• [Problem]:
Search through the entries for the word "return" and copy every line that has it.

• [Records shown]:

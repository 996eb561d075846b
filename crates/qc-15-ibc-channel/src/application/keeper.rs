//! # Channel Keeper
//!
//! Owns the persisted store, the proof oracle, the capability keeper and the
//! module router for one chain. Every entry point runs in its own
//! transaction: writes and events are buffered in an [`ExecutionContext`]
//! and flushed with one atomic batch only if the operation succeeds.

use tracing::{debug, error, info};

use crate::config::ChannelConfig;
use crate::domain::{
    CapabilityToken, ChannelEnd, ChannelError, ChannelEvent, ChannelId, ConnectionEnd,
    ConnectionId, ErrorKind, ErrorReceipt, Hash, Height, PortId, Sequence, Timeout, Timestamp,
    Upgrade,
};
use crate::ports::{CapabilityAdapter, ChannelModule, KeyValueStore, ProofVerifier};

use super::context::{ExecutionContext, HostBlock};
use super::router::ModuleRouter;
use super::store::CacheStore;

/// The channel keeper.
///
/// Generic over its collaborators so hosts can plug in RocksDB, a real
/// light client and their own capability keeper.
pub struct ChannelKeeper<S, V, C>
where
    S: KeyValueStore,
    V: ProofVerifier,
    C: CapabilityAdapter,
{
    pub(crate) config: ChannelConfig,
    pub(crate) store: S,
    pub(crate) verifier: V,
    pub(crate) capabilities: C,
    pub(crate) router: ModuleRouter,
    pub(crate) host: HostBlock,
    events: Vec<ChannelEvent>,
}

impl<S, V, C> ChannelKeeper<S, V, C>
where
    S: KeyValueStore,
    V: ProofVerifier,
    C: CapabilityAdapter,
{
    /// Create a keeper with no ports bound.
    pub fn new(config: ChannelConfig, store: S, verifier: V, capabilities: C) -> Self {
        Self {
            config,
            store,
            verifier,
            capabilities,
            router: ModuleRouter::new(),
            host: HostBlock::default(),
            events: Vec::new(),
        }
    }

    /// Set the block the next operations execute in.
    pub fn begin_block(&mut self, height: Height, timestamp: Timestamp) {
        self.host = HostBlock::new(height, timestamp);
    }

    /// Current host block.
    pub fn host(&self) -> HostBlock {
        self.host
    }

    /// Limits in force.
    pub fn config(&self) -> &ChannelConfig {
        &self.config
    }

    /// Persisted store.
    pub fn store(&self) -> &S {
        &self.store
    }

    /// Proof oracle.
    pub fn verifier(&self) -> &V {
        &self.verifier
    }

    /// Bind `port_id` to `module`. The module receives the port capability.
    pub fn bind_port(
        &mut self,
        port_id: PortId,
        module: Box<dyn ChannelModule>,
    ) -> Result<CapabilityToken, ChannelError> {
        port_id.validate()?;
        if self.router.has_route(&port_id) {
            return Err(ChannelError::PortAlreadyBound(port_id));
        }
        let capability = self.capabilities.bind_port(&port_id)?;
        self.router.add_route(port_id.clone(), module, capability)?;
        info!(port = %port_id, "[qc-15] Port bound");
        Ok(capability)
    }

    /// Store a connection end. Connections are established by the
    /// connection handshake; hosts mirror them here.
    pub fn set_connection(
        &mut self,
        id: &ConnectionId,
        connection: &ConnectionEnd,
    ) -> Result<(), ChannelError> {
        id.validate()?;
        let mut cache = CacheStore::new(&self.store);
        cache.set_connection(id, connection)?;
        let batch = cache.into_batch();
        self.store.atomic_batch_write(batch)?;
        debug!("[qc-15] Connection {} stored ({:?})", id, connection.state);
        Ok(())
    }

    /// Run `op` in a transaction. On success the writes are flushed with one
    /// atomic batch and the events published; on failure nothing persists.
    pub(crate) fn execute<T>(
        &mut self,
        op: &'static str,
        f: impl FnOnce(&mut ExecutionContext<'_>) -> Result<T, ChannelError>,
    ) -> Result<T, ChannelError> {
        let mut ctx = ExecutionContext::new(
            &self.store,
            &self.verifier,
            &self.capabilities,
            &mut self.router,
            &self.config,
            self.host,
        );

        let result = f(&mut ctx);
        let (batch, events) = ctx.into_parts();
        match result {
            Ok(value) => {
                let writes = batch.len();
                if let Err(e) = self.store.atomic_batch_write(batch) {
                    error!("[qc-15] {} failed to commit {} writes: {}", op, writes, e);
                    self.router.rollback_modules();
                    return Err(e.into());
                }
                self.router.commit_modules();
                debug!(
                    "[qc-15] {} committed ({} writes, {} events)",
                    op,
                    writes,
                    events.len()
                );
                self.events.extend(events);
                Ok(value)
            }
            Err(e) => {
                self.router.rollback_modules();
                match e.kind() {
                    ErrorKind::Fatal | ErrorKind::Store => {
                        error!("[qc-15] {} aborted: {}", op, e)
                    }
                    _ => debug!("[qc-15] {} rejected: {}", op, e),
                }
                Err(e)
            }
        }
    }

    /// Issue the channel capability after a successful open and hand it to
    /// the routed module.
    pub(crate) fn claim_channel(
        &mut self,
        port_id: &PortId,
        channel_id: &ChannelId,
    ) -> Result<CapabilityToken, ChannelError> {
        let capability = self.capabilities.bind_new(port_id, channel_id)?;
        self.router
            .claim_channel_capability(port_id, channel_id.clone(), capability)?;
        Ok(capability)
    }

    // -------------------------------------------------------------------------
    // Queries
    // -------------------------------------------------------------------------

    fn reader(&self) -> CacheStore<'_> {
        CacheStore::new(&self.store)
    }

    /// Published events, oldest first.
    pub fn events(&self) -> &[ChannelEvent] {
        &self.events
    }

    /// Drain published events.
    pub fn take_events(&mut self) -> Vec<ChannelEvent> {
        std::mem::take(&mut self.events)
    }

    /// Channel capability held by the module routed on `port_id`.
    pub fn channel_capability(
        &self,
        port_id: &PortId,
        channel_id: &ChannelId,
    ) -> Option<CapabilityToken> {
        self.router.channel_capability(port_id, channel_id).copied()
    }

    /// Channel end.
    pub fn channel(
        &self,
        port_id: &PortId,
        channel_id: &ChannelId,
    ) -> Result<Option<ChannelEnd>, ChannelError> {
        Ok(self.reader().channel(port_id, channel_id)?)
    }

    /// Connection end.
    pub fn connection(&self, id: &ConnectionId) -> Result<Option<ConnectionEnd>, ChannelError> {
        Ok(self.reader().connection(id)?)
    }

    /// Next sequence to send.
    pub fn next_sequence_send(
        &self,
        port_id: &PortId,
        channel_id: &ChannelId,
    ) -> Result<Sequence, ChannelError> {
        Ok(self.reader().next_sequence_send(port_id, channel_id)?)
    }

    /// Next sequence to receive.
    pub fn next_sequence_recv(
        &self,
        port_id: &PortId,
        channel_id: &ChannelId,
    ) -> Result<Sequence, ChannelError> {
        Ok(self.reader().next_sequence_recv(port_id, channel_id)?)
    }

    /// Next acknowledgement expected.
    pub fn next_sequence_ack(
        &self,
        port_id: &PortId,
        channel_id: &ChannelId,
    ) -> Result<Sequence, ChannelError> {
        Ok(self.reader().next_sequence_ack(port_id, channel_id)?)
    }

    /// Packet commitment.
    pub fn packet_commitment(
        &self,
        port_id: &PortId,
        channel_id: &ChannelId,
        sequence: Sequence,
    ) -> Result<Option<Hash>, ChannelError> {
        Ok(self.reader().packet_commitment(port_id, channel_id, sequence)?)
    }

    /// Has the packet been received (UNORDERED)?
    pub fn has_packet_receipt(
        &self,
        port_id: &PortId,
        channel_id: &ChannelId,
        sequence: Sequence,
    ) -> Result<bool, ChannelError> {
        Ok(self.reader().has_packet_receipt(port_id, channel_id, sequence)?)
    }

    /// Acknowledgement commitment.
    pub fn packet_acknowledgement(
        &self,
        port_id: &PortId,
        channel_id: &ChannelId,
        sequence: Sequence,
    ) -> Result<Option<Hash>, ChannelError> {
        Ok(self
            .reader()
            .packet_acknowledgement(port_id, channel_id, sequence)?)
    }

    /// Upgrade proposal.
    pub fn upgrade(
        &self,
        port_id: &PortId,
        channel_id: &ChannelId,
    ) -> Result<Option<Upgrade>, ChannelError> {
        Ok(self.reader().upgrade(port_id, channel_id)?)
    }

    /// Upgrade sequence.
    pub fn upgrade_sequence(
        &self,
        port_id: &PortId,
        channel_id: &ChannelId,
    ) -> Result<u64, ChannelError> {
        Ok(self.reader().upgrade_sequence(port_id, channel_id)?)
    }

    /// Latest upgrade error receipt.
    pub fn error_receipt(
        &self,
        port_id: &PortId,
        channel_id: &ChannelId,
    ) -> Result<Option<ErrorReceipt>, ChannelError> {
        Ok(self.reader().error_receipt(port_id, channel_id)?)
    }

    /// Pre-upgrade snapshot.
    pub fn restore_channel(
        &self,
        port_id: &PortId,
        channel_id: &ChannelId,
    ) -> Result<Option<ChannelEnd>, ChannelError> {
        Ok(self.reader().restore_channel(port_id, channel_id)?)
    }

    /// Upgrade timeout.
    pub fn upgrade_timeout(
        &self,
        port_id: &PortId,
        channel_id: &ChannelId,
    ) -> Result<Option<Timeout>, ChannelError> {
        Ok(self.reader().upgrade_timeout(port_id, channel_id)?)
    }
}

• [Solution for this problem]:
            return Err(ChannelError::PortAlreadyBound(port_id));
                    return Err(e.into());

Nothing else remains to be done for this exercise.